Branstad’s executive order requires felons to complete a lengthy application process if they want their voting rights restored. Jotaka Eaddy of Washington, D.C. — a special assistant to the national president of the NAACP — likens Branstad’s process to “Jim Crow” laws in the south that were created to keep former slaves from voting.

“We really hope that Iowa can move forward,” Eaddy says. “We look forward at working with this governor to really look at this and see how we might be able to rectify this and really begin to giving the right to vote and the franchise to those citizens who have paid their debt to society.”

A felon who applies to have their voting rights restores must submit a current credit report, pay $15 to get their own criminal history report and provide the address of the judge who sentenced them to prison. 

“The litany of things that (Branstad) has on his list covers so many areas that it’s near impossible for the average citizen, whether they’re in prison or not, to respond to the issues that they’re asking for in the application,” says Arnold Woods, Jr. of Des Moines, president of the Iowa/Nebraska chapter of the NAACP.

But Woods says Branstad indicated one change in the process — that a felon need only be current in paying restitution rather than requiring them to pay it all before they can apply to get their voting rights back.
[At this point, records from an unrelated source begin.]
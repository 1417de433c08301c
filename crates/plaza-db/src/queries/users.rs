use rusqlite::{Connection, params};
use tracing::debug;
use uuid::Uuid;

use crate::error::{QueryExt, affected};
use crate::models::{
    BRIEF_COLUMNS, NewUser, ProfileUpdate, RowExt, USER_COLUMNS, UserBrief, UserRow,
};
use crate::queries::page;
use crate::{Database, DbError, Result};

pub struct UserRepository<'a> {
    db: &'a Database,
}

impl<'a> UserRepository<'a> {
    pub(crate) fn new(db: &'a Database) -> Self {
        Self { db }
    }

    /// Emails are unique regardless of case.
    pub fn create(&self, new: NewUser) -> Result<UserRow> {
        let id = Uuid::new_v4();

        self.db.with_conn_mut(|conn| {
            conn.execute(
                "INSERT INTO users (id, email, password, first_name, last_name, date_of_birth,
                                    nickname, about_me, avatar, is_private)
                 VALUES (?1, ?2, ?3, ?4, ?5, ?6, ?7, ?8, ?9, ?10)",
                params![
                    id.to_string(),
                    new.email.trim(),
                    new.password_hash,
                    new.first_name,
                    new.last_name,
                    new.date_of_birth.to_string(),
                    new.nickname,
                    new.about_me,
                    new.avatar,
                    new.is_private,
                ],
            )
            .unique("user")?;

            query_user_by_id(conn, id)
        })
    }

    pub fn get_by_id(&self, id: Uuid) -> Result<UserRow> {
        self.db.with_conn(|conn| query_user_by_id(conn, id))
    }

    pub fn get_by_email(&self, email: &str) -> Result<UserRow> {
        self.db.with_conn(|conn| {
            conn.query_row(
                &format!("SELECT {USER_COLUMNS} FROM users u WHERE u.email = ?1"),
                [email.trim()],
                UserRow::from_row,
            )
            .found("user")
        })
    }

    pub fn update_profile(&self, id: Uuid, update: ProfileUpdate) -> Result<UserRow> {
        self.db.with_conn_mut(|conn| {
            let rows = conn.execute(
                "UPDATE users SET
                    first_name    = COALESCE(?2, first_name),
                    last_name     = COALESCE(?3, last_name),
                    date_of_birth = COALESCE(?4, date_of_birth),
                    nickname      = CASE WHEN ?5 THEN ?6 ELSE nickname END,
                    about_me      = CASE WHEN ?7 THEN ?8 ELSE about_me END,
                    avatar        = CASE WHEN ?9 THEN ?10 ELSE avatar END
                 WHERE id = ?1",
                params![
                    id.to_string(),
                    update.first_name,
                    update.last_name,
                    update.date_of_birth.map(|d| d.to_string()),
                    update.nickname.is_some(),
                    update.nickname.flatten(),
                    update.about_me.is_some(),
                    update.about_me.flatten(),
                    update.avatar.is_some(),
                    update.avatar.flatten(),
                ],
            )?;
            affected(rows, "user")?;

            query_user_by_id(conn, id)
        })
    }

    /// Switching a profile to public accepts every pending follow request
    /// towards it. Returns the followers whose requests were accepted.
    pub fn set_privacy(&self, id: Uuid, is_private: bool) -> Result<Vec<Uuid>> {
        self.db.with_conn_mut(|conn| {
            let tx = conn.unchecked_transaction()?;

            let rows = tx.execute(
                "UPDATE users SET is_private = ?2 WHERE id = ?1",
                params![id.to_string(), is_private],
            )?;
            affected(rows, "user")?;

            let accepted = if is_private {
                Vec::new()
            } else {
                let mut stmt = tx.prepare(
                    "UPDATE followers SET status = 'accepted'
                     WHERE following_id = ?1 AND status = 'pending'
                     RETURNING follower_id",
                )?;
                let ids = stmt
                    .query_map([id.to_string()], |row| row.parsed(0))?
                    .collect::<std::result::Result<Vec<Uuid>, _>>()?;
                ids
            };

            tx.commit()?;

            if !accepted.is_empty() {
                debug!("Auto-accepted {} follow requests for {}", accepted.len(), id);
            }
            Ok(accepted)
        })
    }

    /// Prefix match on first name, last name, full name, nickname or email.
    pub fn search(&self, query: &str, limit: u32) -> Result<Vec<UserBrief>> {
        let query = query.trim();
        if query.is_empty() {
            return Err(DbError::InvalidInput("search query is empty".into()));
        }
        let pattern = format!("{}%", escape_like(query));

        self.db.with_conn(|conn| {
            let mut stmt = conn.prepare(&format!(
                "SELECT {BRIEF_COLUMNS} FROM users u
                 WHERE u.first_name LIKE ?1 ESCAPE '\\'
                    OR u.last_name LIKE ?1 ESCAPE '\\'
                    OR (u.first_name || ' ' || u.last_name) LIKE ?1 ESCAPE '\\'
                    OR u.nickname LIKE ?1 ESCAPE '\\'
                    OR u.email LIKE ?1 ESCAPE '\\'
                 ORDER BY u.first_name, u.last_name
                 LIMIT ?2"
            ))?;

            let rows = stmt
                .query_map(params![pattern, page(limit)], |row| UserBrief::from_row(row, 0))?
                .collect::<std::result::Result<Vec<_>, _>>()?;
            Ok(rows)
        })
    }

    pub fn list(&self, limit: u32, offset: u32) -> Result<Vec<UserBrief>> {
        self.db.with_conn(|conn| {
            let mut stmt = conn.prepare(&format!(
                "SELECT {BRIEF_COLUMNS} FROM users u
                 ORDER BY u.created_at DESC, u.rowid DESC
                 LIMIT ?1 OFFSET ?2"
            ))?;

            let rows = stmt
                .query_map(params![page(limit), offset], |row| UserBrief::from_row(row, 0))?
                .collect::<std::result::Result<Vec<_>, _>>()?;
            Ok(rows)
        })
    }

    pub fn delete(&self, id: Uuid) -> Result<()> {
        self.db.with_conn_mut(|conn| {
            let rows = conn.execute("DELETE FROM users WHERE id = ?1", [id.to_string()])?;
            affected(rows, "user")
        })
    }
}

pub(crate) fn query_user_by_id(conn: &Connection, id: Uuid) -> Result<UserRow> {
    conn.query_row(
        &format!("SELECT {USER_COLUMNS} FROM users u WHERE u.id = ?1"),
        [id.to_string()],
        UserRow::from_row,
    )
    .found("user")
}

fn escape_like(raw: &str) -> String {
    raw.replace('\\', "\\\\")
        .replace('%', "\\%")
        .replace('_', "\\_")
}
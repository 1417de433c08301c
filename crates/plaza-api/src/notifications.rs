use axum::{
    Extension, Json,
    extract::{Path, Query, State},
    http::StatusCode,
};
use serde::Deserialize;
use uuid::Uuid;

use plaza_types::api::{NotificationResponse, UnreadCountResponse};

use crate::auth::{AppState, db_call};
use crate::error::ApiError;
use crate::middleware::CurrentUser;

#[derive(Debug, Deserialize)]
pub struct NotificationQuery {
    #[serde(default)]
    pub unread: bool,
    #[serde(default = "default_limit")]
    pub limit: u32,
    #[serde(default)]
    pub offset: u32,
}

fn default_limit() -> u32 {
    50
}

pub async fn list(
    State(state): State<AppState>,
    Extension(current): Extension<CurrentUser>,
    Query(query): Query<NotificationQuery>,
) -> Result<Json<Vec<NotificationResponse>>, ApiError> {
    let rows = db_call(&state, move |db| {
        Ok(db
            .notifications()
            .list(current.id, query.unread, query.limit, query.offset)?)
    })
    .await?;
    Ok(Json(rows.into_iter().map(Into::into).collect()))
}

pub async fn unread_count(
    State(state): State<AppState>,
    Extension(current): Extension<CurrentUser>,
) -> Result<Json<UnreadCountResponse>, ApiError> {
    let count = db_call(&state, move |db| Ok(db.notifications().unread_count(current.id)?)).await?;
    Ok(Json(UnreadCountResponse { count }))
}

pub async fn mark_read(
    State(state): State<AppState>,
    Extension(current): Extension<CurrentUser>,
    Path(notification_id): Path<Uuid>,
) -> Result<StatusCode, ApiError> {
    db_call(&state, move |db| {
        Ok(db.notifications().mark_read(notification_id, current.id)?)
    })
    .await?;
    Ok(StatusCode::NO_CONTENT)
}

pub async fn mark_all_read(
    State(state): State<AppState>,
    Extension(current): Extension<CurrentUser>,
) -> Result<Json<UnreadCountResponse>, ApiError> {
    db_call(&state, move |db| Ok(db.notifications().mark_all_read(current.id)?)).await?;
    Ok(Json(UnreadCountResponse { count: 0 }))
}

pub async fn delete(
    State(state): State<AppState>,
    Extension(current): Extension<CurrentUser>,
    Path(notification_id): Path<Uuid>,
) -> Result<StatusCode, ApiError> {
    db_call(&state, move |db| Ok(db.notifications().delete(notification_id, current.id)?)).await?;
    Ok(StatusCode::NO_CONTENT)
}
use rusqlite::ErrorCode;
use rusqlite::ffi;
use thiserror::Error;

pub type Result<T> = std::result::Result<T, DbError>;

#[derive(Debug, Error)]
pub enum DbError {
    #[error("{0} not found")]
    NotFound(&'static str),

    #[error("{0} already exists")]
    AlreadyExists(&'static str),

    #[error("referenced row does not exist")]
    InvalidReference,

    #[error("invalid state: {0}")]
    InvalidState(String),

    #[error("invalid input: {0}")]
    InvalidInput(String),

    #[error("corrupt row: {0}")]
    Corrupt(String),

    #[error("database lock poisoned")]
    LockPoisoned,

    #[error(transparent)]
    Sqlite(rusqlite::Error),
}

/// Constraint failures are classified by SQLite's extended result code.
impl From<rusqlite::Error> for DbError {
    fn from(err: rusqlite::Error) -> Self {
        let constraint = match &err {
            rusqlite::Error::QueryReturnedNoRows => return Self::NotFound("row"),
            rusqlite::Error::SqliteFailure(e, _) if e.code == ErrorCode::ConstraintViolation => {
                Some(e.extended_code)
            }
            _ => None,
        };

        match constraint {
            Some(ffi::SQLITE_CONSTRAINT_UNIQUE | ffi::SQLITE_CONSTRAINT_PRIMARYKEY) => {
                Self::AlreadyExists("row")
            }
            Some(ffi::SQLITE_CONSTRAINT_FOREIGNKEY) => Self::InvalidReference,
            _ => Self::Sqlite(err),
        }
    }
}

/// Names the entity behind a missing row or a uniqueness conflict.
pub(crate) trait QueryExt<T> {
    /// No rows becomes `Ok(None)`.
    fn optional(self) -> Result<Option<T>>;

    /// No rows becomes `NotFound(entity)`.
    fn found(self, entity: &'static str) -> Result<T>;

    /// A unique or primary key violation becomes `AlreadyExists(entity)`.
    fn unique(self, entity: &'static str) -> Result<T>;
}

impl<T> QueryExt<T> for std::result::Result<T, rusqlite::Error> {
    fn optional(self) -> Result<Option<T>> {
        match self {
            Ok(val) => Ok(Some(val)),
            Err(rusqlite::Error::QueryReturnedNoRows) => Ok(None),
            Err(e) => Err(e.into()),
        }
    }

    fn found(self, entity: &'static str) -> Result<T> {
        self.map_err(|e| match DbError::from(e) {
            DbError::NotFound(_) => DbError::NotFound(entity),
            other => other,
        })
    }

    fn unique(self, entity: &'static str) -> Result<T> {
        self.map_err(|e| match DbError::from(e) {
            DbError::AlreadyExists(_) => DbError::AlreadyExists(entity),
            other => other,
        })
    }
}

/// Maps a zero-row UPDATE/DELETE to `NotFound(entity)`.
pub(crate) fn affected(rows: usize, entity: &'static str) -> Result<()> {
    if rows == 0 {
        Err(DbError::NotFound(entity))
    } else {
        Ok(())
    }
}

#[cfg(test)]
mod tests {
    use super::*;
    use rusqlite::Connection;

    fn conn() -> Connection {
        let conn = Connection::open_in_memory().unwrap();
        conn.pragma_update(None, "foreign_keys", "ON").unwrap();
        conn.execute_batch(
            "CREATE TABLE parent (id TEXT PRIMARY KEY, name TEXT UNIQUE);
             CREATE TABLE child (
                 id TEXT PRIMARY KEY,
                 parent_id TEXT NOT NULL REFERENCES parent(id)
             );
             INSERT INTO parent (id, name) VALUES ('p1', 'first');",
        )
        .unwrap();
        conn
    }

    #[test]
    fn unique_violation_is_classified_by_code() {
        let conn = conn();
        let err = conn
            .execute("INSERT INTO parent (id, name) VALUES ('p2', 'first')", [])
            .unique("parent")
            .unwrap_err();
        assert!(matches!(err, DbError::AlreadyExists("parent")));
    }

    #[test]
    fn primary_key_violation_is_already_exists() {
        let conn = conn();
        let err: DbError = conn
            .execute("INSERT INTO parent (id, name) VALUES ('p1', 'other')", [])
            .unwrap_err()
            .into();
        assert!(matches!(err, DbError::AlreadyExists(_)));
    }

    #[test]
    fn foreign_key_violation_is_invalid_reference() {
        let conn = conn();
        let err: DbError = conn
            .execute("INSERT INTO child (id, parent_id) VALUES ('c1', 'missing')", [])
            .unwrap_err()
            .into();
        assert!(matches!(err, DbError::InvalidReference));
    }

    #[test]
    fn no_rows_maps_to_named_entity() {
        let conn = conn();
        let res: Result<String> = conn
            .query_row("SELECT name FROM parent WHERE id = 'nope'", [], |r| r.get(0))
            .found("parent");
        assert!(matches!(res, Err(DbError::NotFound("parent"))));

        let missing: Option<String> = conn
            .query_row("SELECT name FROM parent WHERE id = 'nope'", [], |r| r.get(0))
            .optional()
            .unwrap();
        assert!(missing.is_none());
    }
}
This morning during the governor’s weekly news conference, before his meeting with the NAACP delegation, Branstad told reporters he just restored the practice that was in place when he was governor before.

“But we also think it’s fair to society that when somebody commits a crime like that, that they have to earn their rights back by having completed their sentence and the requirements of the sentence,” Branstad said.

About 13,000 Iowans who would have been eligible to vote four years ago were barred from voting in this year’s election. Iowa is one of only four states that do not automatically restore voting rights to felons who’ve done their time. Vermont and Maine even allow some inmates to vote while they’re in prison.